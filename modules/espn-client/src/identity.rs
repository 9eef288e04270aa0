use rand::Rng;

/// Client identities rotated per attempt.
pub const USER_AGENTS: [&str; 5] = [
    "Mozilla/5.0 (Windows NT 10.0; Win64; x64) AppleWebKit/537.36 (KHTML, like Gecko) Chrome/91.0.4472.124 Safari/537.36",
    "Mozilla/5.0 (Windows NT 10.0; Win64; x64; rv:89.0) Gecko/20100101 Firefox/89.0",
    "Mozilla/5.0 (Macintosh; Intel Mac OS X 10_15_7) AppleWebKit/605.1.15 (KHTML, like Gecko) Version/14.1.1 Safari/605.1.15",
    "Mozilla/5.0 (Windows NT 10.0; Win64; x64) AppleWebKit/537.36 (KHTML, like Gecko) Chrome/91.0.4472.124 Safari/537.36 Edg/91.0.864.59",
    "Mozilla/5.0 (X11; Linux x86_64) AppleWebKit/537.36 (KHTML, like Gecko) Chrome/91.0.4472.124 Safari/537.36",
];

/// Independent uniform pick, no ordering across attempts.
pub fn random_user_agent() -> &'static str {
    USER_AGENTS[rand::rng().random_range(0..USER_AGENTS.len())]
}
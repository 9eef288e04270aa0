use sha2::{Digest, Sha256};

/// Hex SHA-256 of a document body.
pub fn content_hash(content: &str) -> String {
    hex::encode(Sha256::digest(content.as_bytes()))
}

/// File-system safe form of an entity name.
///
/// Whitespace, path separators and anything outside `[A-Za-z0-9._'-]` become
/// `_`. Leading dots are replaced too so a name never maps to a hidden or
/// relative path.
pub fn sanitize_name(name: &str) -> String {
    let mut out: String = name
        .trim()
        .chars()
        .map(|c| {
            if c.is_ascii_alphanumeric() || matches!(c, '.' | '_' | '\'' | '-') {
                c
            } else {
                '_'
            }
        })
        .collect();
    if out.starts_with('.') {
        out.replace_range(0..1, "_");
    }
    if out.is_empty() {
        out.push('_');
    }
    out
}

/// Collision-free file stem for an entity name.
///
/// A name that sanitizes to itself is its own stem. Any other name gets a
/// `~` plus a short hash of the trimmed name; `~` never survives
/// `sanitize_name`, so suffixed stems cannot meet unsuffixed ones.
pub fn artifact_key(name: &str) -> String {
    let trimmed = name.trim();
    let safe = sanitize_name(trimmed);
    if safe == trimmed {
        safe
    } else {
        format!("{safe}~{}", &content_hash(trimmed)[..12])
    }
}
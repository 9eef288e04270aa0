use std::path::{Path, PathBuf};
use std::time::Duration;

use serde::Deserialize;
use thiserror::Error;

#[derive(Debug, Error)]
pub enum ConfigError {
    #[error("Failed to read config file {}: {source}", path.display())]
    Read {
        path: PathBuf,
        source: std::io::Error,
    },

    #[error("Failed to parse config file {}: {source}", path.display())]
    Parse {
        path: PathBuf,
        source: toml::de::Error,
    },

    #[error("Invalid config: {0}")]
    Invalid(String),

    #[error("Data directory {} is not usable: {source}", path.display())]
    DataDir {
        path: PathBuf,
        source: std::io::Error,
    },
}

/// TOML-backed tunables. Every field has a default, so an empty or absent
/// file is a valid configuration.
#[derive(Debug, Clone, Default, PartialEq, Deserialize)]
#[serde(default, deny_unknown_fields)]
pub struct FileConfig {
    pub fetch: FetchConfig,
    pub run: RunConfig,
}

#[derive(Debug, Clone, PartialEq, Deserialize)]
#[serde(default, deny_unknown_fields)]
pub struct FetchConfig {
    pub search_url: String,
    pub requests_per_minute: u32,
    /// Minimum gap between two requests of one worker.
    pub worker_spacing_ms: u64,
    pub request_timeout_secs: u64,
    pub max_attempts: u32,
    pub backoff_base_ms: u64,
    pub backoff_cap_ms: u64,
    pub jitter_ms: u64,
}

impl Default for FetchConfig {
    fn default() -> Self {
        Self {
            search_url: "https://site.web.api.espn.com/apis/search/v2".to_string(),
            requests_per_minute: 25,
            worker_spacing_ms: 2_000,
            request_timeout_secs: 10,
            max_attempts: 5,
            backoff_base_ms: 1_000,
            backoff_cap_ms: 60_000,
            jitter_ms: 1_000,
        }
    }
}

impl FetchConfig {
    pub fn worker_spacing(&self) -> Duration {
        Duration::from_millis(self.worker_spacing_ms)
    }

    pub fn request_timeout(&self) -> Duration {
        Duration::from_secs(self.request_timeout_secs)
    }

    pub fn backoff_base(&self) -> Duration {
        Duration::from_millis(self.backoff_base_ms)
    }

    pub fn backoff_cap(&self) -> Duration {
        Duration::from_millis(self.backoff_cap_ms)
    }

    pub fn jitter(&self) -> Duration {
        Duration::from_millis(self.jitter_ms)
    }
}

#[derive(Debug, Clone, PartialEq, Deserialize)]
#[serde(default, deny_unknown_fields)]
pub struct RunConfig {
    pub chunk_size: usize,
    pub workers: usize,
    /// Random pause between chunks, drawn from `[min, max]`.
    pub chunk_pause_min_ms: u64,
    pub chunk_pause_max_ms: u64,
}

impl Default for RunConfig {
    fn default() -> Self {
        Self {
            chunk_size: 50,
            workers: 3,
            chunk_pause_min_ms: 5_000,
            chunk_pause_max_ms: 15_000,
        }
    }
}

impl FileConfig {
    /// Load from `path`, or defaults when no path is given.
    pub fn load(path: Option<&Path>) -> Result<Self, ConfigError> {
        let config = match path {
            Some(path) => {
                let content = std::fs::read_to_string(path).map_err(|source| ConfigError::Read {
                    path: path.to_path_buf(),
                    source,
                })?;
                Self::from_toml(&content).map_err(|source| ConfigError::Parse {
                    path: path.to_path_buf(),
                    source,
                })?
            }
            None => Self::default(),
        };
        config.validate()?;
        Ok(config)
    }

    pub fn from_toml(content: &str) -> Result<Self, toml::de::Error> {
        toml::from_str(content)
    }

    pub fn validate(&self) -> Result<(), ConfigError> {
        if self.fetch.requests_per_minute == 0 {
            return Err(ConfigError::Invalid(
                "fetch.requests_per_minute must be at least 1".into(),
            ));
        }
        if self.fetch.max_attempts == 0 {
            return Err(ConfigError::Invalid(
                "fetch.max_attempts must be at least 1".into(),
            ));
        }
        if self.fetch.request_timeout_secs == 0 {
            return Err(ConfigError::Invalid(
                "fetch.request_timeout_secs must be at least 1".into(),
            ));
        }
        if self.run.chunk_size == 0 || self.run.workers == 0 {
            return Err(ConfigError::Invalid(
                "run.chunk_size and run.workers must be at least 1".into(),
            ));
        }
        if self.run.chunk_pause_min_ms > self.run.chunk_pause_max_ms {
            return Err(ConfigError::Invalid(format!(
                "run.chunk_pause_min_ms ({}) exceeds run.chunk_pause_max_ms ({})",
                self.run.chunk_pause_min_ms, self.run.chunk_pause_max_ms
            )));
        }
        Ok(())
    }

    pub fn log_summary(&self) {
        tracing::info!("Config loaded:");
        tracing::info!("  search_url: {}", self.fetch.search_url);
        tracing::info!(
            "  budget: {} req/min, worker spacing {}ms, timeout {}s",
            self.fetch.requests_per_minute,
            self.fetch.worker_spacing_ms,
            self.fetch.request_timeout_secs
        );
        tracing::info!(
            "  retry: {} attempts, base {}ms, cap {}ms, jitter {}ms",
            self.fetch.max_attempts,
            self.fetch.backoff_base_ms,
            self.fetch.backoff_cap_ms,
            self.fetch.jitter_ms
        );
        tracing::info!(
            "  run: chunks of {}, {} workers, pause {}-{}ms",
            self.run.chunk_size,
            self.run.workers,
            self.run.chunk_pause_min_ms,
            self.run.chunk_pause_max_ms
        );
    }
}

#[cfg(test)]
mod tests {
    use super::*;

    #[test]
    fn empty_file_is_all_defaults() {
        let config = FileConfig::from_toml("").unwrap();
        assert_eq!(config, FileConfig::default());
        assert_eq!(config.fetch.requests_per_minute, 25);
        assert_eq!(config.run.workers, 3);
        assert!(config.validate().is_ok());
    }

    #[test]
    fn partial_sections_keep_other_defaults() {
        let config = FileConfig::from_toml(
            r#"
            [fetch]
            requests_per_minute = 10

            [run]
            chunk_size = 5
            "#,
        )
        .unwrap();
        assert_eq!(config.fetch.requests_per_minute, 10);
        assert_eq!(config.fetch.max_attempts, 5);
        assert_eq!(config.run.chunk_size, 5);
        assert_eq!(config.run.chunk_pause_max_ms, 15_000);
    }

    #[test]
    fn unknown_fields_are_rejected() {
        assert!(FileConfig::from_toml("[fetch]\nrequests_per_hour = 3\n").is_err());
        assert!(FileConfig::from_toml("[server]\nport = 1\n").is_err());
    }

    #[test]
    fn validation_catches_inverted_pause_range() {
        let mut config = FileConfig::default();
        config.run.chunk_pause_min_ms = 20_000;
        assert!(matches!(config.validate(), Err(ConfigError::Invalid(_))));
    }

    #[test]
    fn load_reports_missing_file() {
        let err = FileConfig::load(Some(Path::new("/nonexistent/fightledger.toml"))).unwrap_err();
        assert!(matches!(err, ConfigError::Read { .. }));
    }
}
☆ ☆ ☆ ☆
• _Work required_: Lines holding "least" are the ones to copy; find all of them in the listing.

• _Response to this task_:
                "fetch.requests_per_minute must be at least 1".into(),
                "fetch.max_attempts must be at least 1".into(),
                "fetch.request_timeout_secs must be at least 1".into(),
                "run.chunk_size and run.workers must be at least 1".into(),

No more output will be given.